Assignment ▸ Exactly as given, restate each record that follows.

(Input Opens)

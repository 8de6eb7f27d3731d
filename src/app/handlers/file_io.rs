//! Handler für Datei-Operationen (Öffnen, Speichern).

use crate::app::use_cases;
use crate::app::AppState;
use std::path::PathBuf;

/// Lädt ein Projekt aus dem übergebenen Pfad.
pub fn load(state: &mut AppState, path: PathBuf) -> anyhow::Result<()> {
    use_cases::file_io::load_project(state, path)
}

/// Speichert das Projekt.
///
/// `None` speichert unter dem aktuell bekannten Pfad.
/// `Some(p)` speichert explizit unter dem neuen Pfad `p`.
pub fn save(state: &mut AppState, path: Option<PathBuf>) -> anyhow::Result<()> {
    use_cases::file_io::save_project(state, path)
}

(Input Closes)

Your solution ▸
repository 8de6eb7f27d3731d
filename src/app/handlers/file_io.rs
//! Handler für Datei-Operationen (Öffnen, Speichern).

use crate::app::use_cases;
use crate::app::AppState;
use std::path::PathBuf;

/// Lädt ein Projekt aus dem übergebenen Pfad.
pub fn load(state: &mut AppState, path: PathBuf) -> anyhow::Result<()> {
    use_cases::file_io::load_project(state, path)
}

/// Speichert das Projekt.
///
/// `None` speichert unter dem aktuell bekannten Pfad.
/// `Some(p)` speichert explizit unter dem neuen Pfad `p`.
pub fn save(state: &mut AppState, path: Option<PathBuf>) -> anyhow::Result<()> {
    use_cases::file_io::save_project(state, path)
}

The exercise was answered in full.